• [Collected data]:
◆ ◆ ◆ ◆ ◆

use std::path::PathBuf;
use std::time::Duration;

use crate::error::VzipError;
use crate::telemetry::TaskKind;

pub type Result<T> = std::result::Result<T, VzipError>;

/// Converts a duration to whole microseconds, clamped to `u64::MAX`.
#[inline]
pub fn duration_to_us(duration: Duration) -> u64 {
    duration.as_micros().min(u64::MAX as u128) as u64
}

/// One input frame on disk, identified by its position in the sorted listing.
#[derive(Debug, Clone, PartialEq, Eq)]
pub struct FrameSource {
    pub index: usize,
    pub path: PathBuf,
}

impl FrameSource {
    pub fn new(index: usize, path: impl Into<PathBuf>) -> Self {
        Self {
            index,
            path: path.into(),
        }
    }
}

/// Raw frame bytes read by a producer and waiting to be compressed.
///
/// The buffer is owned by exactly one party at a time: the producer that
/// read it, the queue while it is pending, then the consumer that pops it.
#[derive(Debug, PartialEq, Eq)]
pub struct RawFrame {
    pub index: usize,
    pub data: Vec<u8>,
}

impl RawFrame {
    pub fn new(index: usize, data: Vec<u8>) -> Self {
        Self { index, data }
    }

    pub fn len(&self) -> usize {
        self.data.len()
    }

    pub fn is_empty(&self) -> bool {
        self.data.is_empty()
    }
}

/// A compressed frame tagged with the index of the raw frame it came from.
///
/// The index, not completion order, decides where the frame lands in the
/// archive.
#[derive(Debug, Clone, PartialEq, Eq)]
pub struct CompressedFrame {
    pub index: usize,
    pub data: Vec<u8>,
    pub original_len: u64,
}

impl CompressedFrame {
    pub fn new(index: usize, data: Vec<u8>, original_len: u64) -> Self {
        Self {
            index,
            data,
            original_len,
        }
    }

    pub fn len(&self) -> usize {
        self.data.len()
    }

    pub fn is_empty(&self) -> bool {
        self.data.is_empty()
    }
}

/// Unit of work scheduled on the worker pool.
#[derive(Debug, Clone, PartialEq, Eq)]
pub enum FrameTask {
    /// Read the given frame and queue it.
    Produce(FrameSource),
    /// Compress whichever frame the queue yields next.
    Consume,
}

impl FrameTask {
    pub fn kind(&self) -> TaskKind {
        match self {
            Self::Produce(_) => TaskKind::Produce,
            Self::Consume => TaskKind::Consume,
        }
    }
}

/// Result of one [`FrameTask`].
#[derive(Debug, Clone, PartialEq, Eq)]
pub enum TaskOutput {
    /// A producer queued frame `index` after reading `bytes` bytes.
    Produced { index: usize, bytes: u64 },
    /// A consumer finished compressing a frame.
    Consumed(CompressedFrame),
}
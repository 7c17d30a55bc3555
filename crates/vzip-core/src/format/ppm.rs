//! Minimal netpbm header probing for archive listings.

/// Header fields of a PPM/PGM/PBM image.
#[derive(Debug, Clone, Copy, PartialEq, Eq)]
pub struct PpmHeader {
    /// Magic number digit: `6` for binary PPM, `3` for ASCII PPM, and so on.
    pub kind: u8,
    pub width: u32,
    pub height: u32,
    pub max_value: u32,
    /// Byte offset of the first pixel.
    pub data_offset: usize,
}

impl PpmHeader {
    /// Parses the header at the start of `bytes`.
    ///
    /// Returns `None` when the bytes do not start with a well-formed netpbm
    /// header; comments (`#` to end of line) between fields are skipped.
    pub fn parse(bytes: &[u8]) -> Option<Self> {
        if bytes.len() < 2 || bytes[0] != b'P' || !(b'1'..=b'6').contains(&bytes[1]) {
            return None;
        }
        let kind = bytes[1] - b'0';
        let mut cursor = 2;

        let width = next_field(bytes, &mut cursor)?;
        let height = next_field(bytes, &mut cursor)?;
        let max_value = if matches!(kind, 1 | 4) {
            1
        } else {
            next_field(bytes, &mut cursor)?
        };

        // Exactly one whitespace byte separates the header from the raster.
        match bytes.get(cursor) {
            Some(byte) if byte.is_ascii_whitespace() => cursor += 1,
            Some(_) => return None,
            None => {}
        }

        Some(Self {
            kind,
            width,
            height,
            max_value,
            data_offset: cursor,
        })
    }

    /// Bytes per pixel for binary color images, if known.
    pub fn channels(&self) -> Option<u32> {
        match self.kind {
            3 | 6 => Some(3),
            2 | 5 => Some(1),
            _ => None,
        }
    }
}

fn next_field(bytes: &[u8], cursor: &mut usize) -> Option<u32> {
    loop {
        match bytes.get(*cursor)? {
            b'#' => {
                while *bytes.get(*cursor)? != b'\n' {
                    *cursor += 1;
                }
            }
            byte if byte.is_ascii_whitespace() => *cursor += 1,
            _ => break,
        }
    }

    let start = *cursor;
    while bytes.get(*cursor).is_some_and(u8::is_ascii_digit) {
        *cursor += 1;
    }
    if start == *cursor {
        return None;
    }
    std::str::from_utf8(&bytes[start..*cursor]).ok()?.parse().ok()
}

◆ ◆ ◆ ◆ ◆

• [Problem requirements]: From the data above, copy each line with the string "Option" in it.

• [Exercise solution]:
    pub fn parse(bytes: &[u8]) -> Option<Self> {
    pub fn channels(&self) -> Option<u32> {
fn next_field(bytes: &[u8], cursor: &mut usize) -> Option<u32> {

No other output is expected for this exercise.